La diffusion de l’eau liée dans des échantillons de bois de chêne, de peuplier et de sapin, a été étudiée à l’aide de techniques d’IRM et de RMN, qui permettent de visualiser et de mesurer le mouvement des molécules d’eau. Pour cela, les échantillons ont été saturés d’eau liée pendant plusieurs semaines dans une atmosphère très humide. Les pores du matériau ont ensuite été remplis par de l’huile de silicone, limitant les mouvements d’eau potentiels à ceux de l’eau liée à l’intérieur de la phase solide. À l’aide de l’IRM, les chercheurs ont pu observer la diffusion des molécules d’eau liée à travers tout l’échantillon de bois. La RMN a permis de quantifier les quantités d’eau qui se déplacent. Des résultats similaires ont été obtenus avec les différentes sortes de bois, malgré les variations de structures du matériau, et même à travers de simples empilements de fibres de cellulose. De manière contre-intuitive, le processus de migration de l’eau liée s’avère indépendant de la concentration en eau, et de la direction (alors que le bois est un matériau anisotrope).

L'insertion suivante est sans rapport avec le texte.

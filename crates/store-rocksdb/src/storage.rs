// Copyright (c) reifydb.com 2025
// This file is licensed under the AGPL-3.0-or-later

use std::sync::Arc;

use async_trait::async_trait;
use rocksdb::{BlockBasedOptions, Cache, DB, DBCompressionType, Options, WriteBatch};
use statum_core::storage::{IterateStorage, ReadStorage, SeekTo, WriteStorage};
use statum_type::{Error, Result};
use tokio::task;
use tracing::instrument;

use crate::{
	config::RocksConfig,
	iterator::{RocksRangeIter, spawn_range_task},
};

pub(crate) fn backend_err(error: rocksdb::Error) -> Error {
	Error::backend(error.to_string())
}

fn join_err(error: task::JoinError) -> Error {
	Error::backend(format!("blocking task failed: {error}"))
}

/// Persistent storage over a single RocksDB column family.
///
/// Rows are keyed by the `table ":" key` composite produced by
/// `statum_core::key::to_db_key`; removal is physical (a tombstoning
/// overlay belongs in front of this storage, not inside it).
#[derive(Clone)]
pub struct RocksStorage {
	db: Arc<DB>,
}

impl RocksStorage {
	#[instrument(name = "store::rocksdb::open", level = "debug", skip(config), fields(path = %config.path.display()))]
	pub fn open(config: RocksConfig) -> Result<Self> {
		let mut options = Options::default();
		options.create_if_missing(config.create_if_missing);
		options.set_compression_type(if config.lz4_compression {
			DBCompressionType::Lz4
		} else {
			DBCompressionType::None
		});

		let mut block_options = BlockBasedOptions::default();
		if let Some(cache_bytes) = config.block_cache_bytes {
			let cache = Cache::new_lru_cache(cache_bytes);
			block_options.set_block_cache(&cache);
		}
		if let Some(bits) = config.bloom_bits_per_key {
			block_options.set_bloom_filter(bits, false);
		}
		options.set_block_based_table_factory(&block_options);

		let db = DB::open(&options, &config.path).map_err(backend_err)?;
		Ok(Self { db: Arc::new(db) })
	}
}

#[async_trait]
impl ReadStorage for RocksStorage {
	type Key = Vec<u8>;
	type Value = Vec<u8>;

	#[instrument(name = "store::rocksdb::read", level = "trace", skip(self, keys), fields(keys = keys.len()))]
	async fn read_some(&self, keys: &[Vec<u8>]) -> Result<Vec<Option<Vec<u8>>>> {
		let db = self.db.clone();
		let keys = keys.to_vec();
		task::spawn_blocking(move || {
			db.multi_get(&keys).into_iter().map(|row| row.map_err(backend_err)).collect()
		})
		.await
		.map_err(join_err)?
	}
}

#[async_trait]
impl WriteStorage for RocksStorage {
	async fn write_some(&self, entries: Vec<(Vec<u8>, Vec<u8>)>) -> Result<()> {
		self.apply(entries.into_iter().map(|(key, value)| (key, Some(value))).collect()).await
	}

	async fn remove_some(&self, keys: Vec<Vec<u8>>) -> Result<()> {
		self.apply(keys.into_iter().map(|key| (key, None)).collect()).await
	}

	/// One `WriteBatch`: the whole batch lands atomically or not at all.
	#[instrument(name = "store::rocksdb::apply", level = "debug", skip(self, batch), fields(ops = batch.len()))]
	async fn apply(&self, batch: Vec<(Vec<u8>, Option<Vec<u8>>)>) -> Result<()> {
		let db = self.db.clone();
		task::spawn_blocking(move || {
			let mut write_batch = WriteBatch::default();
			for (key, value) in batch {
				match value {
					Some(value) => write_batch.put(&key, &value),
					None => write_batch.delete(&key),
				}
			}
			db.write(write_batch).map_err(backend_err)
		})
		.await
		.map_err(join_err)?
	}
}

#[async_trait]
impl IterateStorage for RocksStorage {
	type Iter = RocksRangeIter;

	/// Pins a snapshot for the iterator's lifetime; concurrent writers
	/// stay invisible to the scan.
	async fn range(&self, seek: SeekTo<Vec<u8>>) -> Result<Self::Iter> {
		spawn_range_task(self.db.clone(), seek).await
	}
}
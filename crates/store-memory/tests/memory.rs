// Copyright (c) reifydb.com 2025
// This file is licensed under the AGPL-3.0-or-later

use statum_core::{
	LayeredStorage, ReadState, ReadStorage, SeekTo, ShadowReadStorage, StorageIter, WriteStorage,
	merge_into,
};
use statum_store_memory::{CacheStorage, ConcurrentStorage, OrderedStorage, TombstoneStorage};

fn pairs(entries: &[(&str, &str)]) -> Vec<(String, String)> {
	entries.iter().map(|(k, v)| (k.to_string(), v.to_string())).collect()
}

fn keys(keys: &[&str]) -> Vec<String> {
	keys.iter().map(|k| k.to_string()).collect()
}

#[tokio::test]
async fn test_write_then_read_round_trip() {
	let storage = ConcurrentStorage::<String, String>::new();
	storage.write_some(pairs(&[("k1", "v1"), ("k2", "v2")])).await.unwrap();

	let values = storage.read_some(&keys(&["k2", "missing", "k1"])).await.unwrap();
	assert_eq!(values, vec![Some("v2".to_string()), None, Some("v1".to_string())]);

	assert_eq!(storage.read_one(&"k1".to_string()).await.unwrap(), Some("v1".to_string()));
	assert_eq!(storage.read_one(&"nope".to_string()).await.unwrap(), None);
}

#[tokio::test]
async fn test_update_in_place() {
	let storage = ConcurrentStorage::<String, String>::new();
	storage.write_one("k".to_string(), "v1".to_string()).await.unwrap();
	storage.write_one("k".to_string(), "v2".to_string()).await.unwrap();

	assert_eq!(storage.read_one(&"k".to_string()).await.unwrap(), Some("v2".to_string()));
	assert_eq!(storage.len(), 1);
}

#[tokio::test]
async fn test_remove_is_idempotent_physical() {
	let storage = ConcurrentStorage::<String, String>::new();
	storage.write_one("k".to_string(), "v".to_string()).await.unwrap();

	storage.remove_some(keys(&["k"])).await.unwrap();
	storage.remove_some(keys(&["k"])).await.unwrap();

	assert_eq!(storage.read_one(&"k".to_string()).await.unwrap(), None);
	assert!(storage.empty());
}

#[tokio::test]
async fn test_remove_is_idempotent_logical() {
	let storage = TombstoneStorage::<String, String>::new();
	storage.write_one("k".to_string(), "v".to_string()).await.unwrap();

	storage.remove_some(keys(&["k"])).await.unwrap();
	let first = storage.read_states(&keys(&["k"])).await.unwrap();
	storage.remove_some(keys(&["k"])).await.unwrap();
	let second = storage.read_states(&keys(&["k"])).await.unwrap();

	assert_eq!(first, vec![ReadState::Tombstone]);
	assert_eq!(first, second);
	assert_eq!(storage.len(), 1);
}

#[tokio::test]
async fn test_logical_deletion_distinguishes_absent_from_deleted() {
	let storage = TombstoneStorage::<String, String>::new();
	storage.write_one("present".to_string(), "v".to_string()).await.unwrap();
	storage.remove_some(keys(&["deleted"])).await.unwrap();

	let states = storage.read_states(&keys(&["present", "deleted", "absent"])).await.unwrap();
	assert_eq!(
		states,
		vec![ReadState::Value("v".to_string()), ReadState::Tombstone, ReadState::Missing]
	);

	// Through the plain read contract a tombstone is just "no value".
	let values = storage.read_some(&keys(&["deleted", "absent"])).await.unwrap();
	assert_eq!(values, vec![None, None]);
}

#[tokio::test]
async fn test_tombstones_appear_in_scans() {
	let storage = TombstoneStorage::<String, String>::single();
	storage.write_some(pairs(&[("a", "1"), ("b", "2")])).await.unwrap();
	storage.remove_some(keys(&["b"])).await.unwrap();

	let mut scanned = Vec::new();
	let mut iter = storage.seek(SeekTo::First);
	while iter.next().await.unwrap() {
		scanned.push((iter.key().clone(), iter.has_value()));
	}
	assert_eq!(scanned, vec![("a".to_string(), true), ("b".to_string(), false)]);
}

#[tokio::test]
async fn test_seek_starts_at_first_key_not_below() {
	let storage = OrderedStorage::<String, String>::single();
	storage.write_some(pairs(&[("a", "1"), ("c", "3"), ("e", "5")])).await.unwrap();

	let mut iter = storage.seek(SeekTo::Key("b".to_string()));
	let mut scanned = Vec::new();
	while iter.next().await.unwrap() {
		scanned.push(iter.key().clone());
	}
	assert_eq!(scanned, vec!["c".to_string(), "e".to_string()]);
}

#[tokio::test]
async fn test_seek_release_unblocks_writers() {
	let storage = OrderedStorage::<String, String>::single();
	storage.write_one("a".to_string(), "1".to_string()).await.unwrap();

	let mut iter = storage.seek(SeekTo::First);
	assert!(iter.next().await.unwrap());
	iter.release();

	// The bucket lock is free again.
	storage.write_one("b".to_string(), "2".to_string()).await.unwrap();
	assert_eq!(storage.len(), 2);
}

#[tokio::test]
async fn test_mru_capacity_bound() {
	// One bucket, budget for roughly two entries of 11 bytes each.
	let storage = CacheStorage::<String, String>::with_capacity(1, 30);
	storage.write_one("a".to_string(), "0123456789".to_string()).await.unwrap();
	storage.write_one("b".to_string(), "0123456789".to_string()).await.unwrap();
	storage.write_one("c".to_string(), "0123456789".to_string()).await.unwrap();

	// The earliest write went over budget and was evicted.
	assert_eq!(storage.read_one(&"a".to_string()).await.unwrap(), None);
	assert_eq!(
		storage.read_one(&"b".to_string()).await.unwrap(),
		Some("0123456789".to_string())
	);
	assert_eq!(
		storage.read_one(&"c".to_string()).await.unwrap(),
		Some("0123456789".to_string())
	);
	assert!(storage.resident_bytes() <= 30);
}

#[tokio::test]
async fn test_mru_read_refreshes_recency() {
	let storage = CacheStorage::<String, String>::with_capacity(1, 30);
	storage.write_one("a".to_string(), "0123456789".to_string()).await.unwrap();
	storage.write_one("b".to_string(), "0123456789".to_string()).await.unwrap();

	// Touch "a" so "b" becomes the eviction candidate.
	storage.read_one(&"a".to_string()).await.unwrap();
	storage.write_one("c".to_string(), "0123456789".to_string()).await.unwrap();

	assert_eq!(storage.read_one(&"b".to_string()).await.unwrap(), None);
	assert!(storage.read_one(&"a".to_string()).await.unwrap().is_some());
	assert!(storage.read_one(&"c".to_string()).await.unwrap().is_some());
}

#[tokio::test]
async fn test_merge_keeps_existing_destination_entries() {
	let destination = ConcurrentStorage::<String, String>::new();
	let source = ConcurrentStorage::<String, String>::new();
	destination.write_one("a".to_string(), "1".to_string()).await.unwrap();
	source.write_some(pairs(&[("a", "2"), ("b", "2")])).await.unwrap();

	destination.merge(&source);

	assert_eq!(destination.read_one(&"a".to_string()).await.unwrap(), Some("1".to_string()));
	assert_eq!(destination.read_one(&"b".to_string()).await.unwrap(), Some("2".to_string()));
	assert!(source.empty());
}

#[tokio::test]
async fn test_swap_exchanges_contents() {
	let left = ConcurrentStorage::<String, String>::new();
	let right = ConcurrentStorage::<String, String>::new();
	left.write_one("l".to_string(), "1".to_string()).await.unwrap();
	right.write_some(pairs(&[("r1", "1"), ("r2", "2")])).await.unwrap();

	left.swap(&right);

	assert_eq!(left.len(), 2);
	assert_eq!(right.len(), 1);
	assert_eq!(left.read_one(&"r1".to_string()).await.unwrap(), Some("1".to_string()));
	assert_eq!(right.read_one(&"l".to_string()).await.unwrap(), Some("1".to_string()));
}

#[tokio::test]
async fn test_merge_into_backend_honors_tombstones() {
	let backend = ConcurrentStorage::<String, String>::new();
	backend.write_some(pairs(&[("stale", "old"), ("kept", "yes")])).await.unwrap();

	let overlay = TombstoneStorage::<String, String>::new();
	overlay.write_one("fresh".to_string(), "new".to_string()).await.unwrap();
	overlay.remove_some(keys(&["stale"])).await.unwrap();

	merge_into(&backend, overlay).await.unwrap();

	assert_eq!(backend.read_one(&"stale".to_string()).await.unwrap(), None);
	assert_eq!(backend.read_one(&"fresh".to_string()).await.unwrap(), Some("new".to_string()));
	assert_eq!(backend.read_one(&"kept".to_string()).await.unwrap(), Some("yes".to_string()));
}

#[tokio::test]
async fn test_layered_storage_shadowing() {
	let back = ConcurrentStorage::<String, String>::new();
	back.write_some(pairs(&[("shared", "below"), ("only_below", "below")])).await.unwrap();

	let layered = LayeredStorage::new(TombstoneStorage::<String, String>::new(), back);
	layered.write_one("shared".to_string(), "above".to_string()).await.unwrap();
	layered.remove_some(keys(&["only_below"])).await.unwrap();

	// Front value wins, front tombstone hides the back, misses fall
	// through.
	assert_eq!(
		layered.read_one(&"shared".to_string()).await.unwrap(),
		Some("above".to_string())
	);
	assert_eq!(layered.read_one(&"only_below".to_string()).await.unwrap(), None);

	let back = layered.flush_down().await.unwrap();
	assert_eq!(back.read_one(&"shared".to_string()).await.unwrap(), Some("above".to_string()));
	assert_eq!(back.read_one(&"only_below".to_string()).await.unwrap(), None);
}

#[test]
fn test_concurrent_disjoint_writes() {
	let storage = std::sync::Arc::new(ConcurrentStorage::<String, String>::with_buckets(64));

	let handles: Vec<_> = (0..8)
		.map(|worker: usize| {
			let storage = storage.clone();
			std::thread::spawn(move || {
				for i in 0..100 {
					storage.write_some_sync(vec![(
						format!("w{}-{}", worker, i),
						format!("v{}", i),
					)]);
				}
			})
		})
		.collect();
	for handle in handles {
		handle.join().unwrap();
	}

	assert_eq!(storage.len(), 800);
	let states = storage.read_states_sync(&["w3-42".to_string()]);
	assert_eq!(states, vec![ReadState::Value("v42".to_string())]);
}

La conclusion est que l’eau liée, en fait très mobile, est transportée spontanément dans le bois sous l’effet du moindre gradient de concentration en humidité. En effet, les variations du coefficient de diffusion avec la température permettent d’identifier l’énergie d’activation que les molécules d’eau doivent surmonter pour diffuser, et qui est nettement supérieure à l’énergie potentielle de gravité. Ceci explique que l’eau liée peut monter dans un arbre jusqu’à de grandes hauteurs, et contribuer à alimenter ainsi les feuilles des cimes quand elles sont en manque d’eau.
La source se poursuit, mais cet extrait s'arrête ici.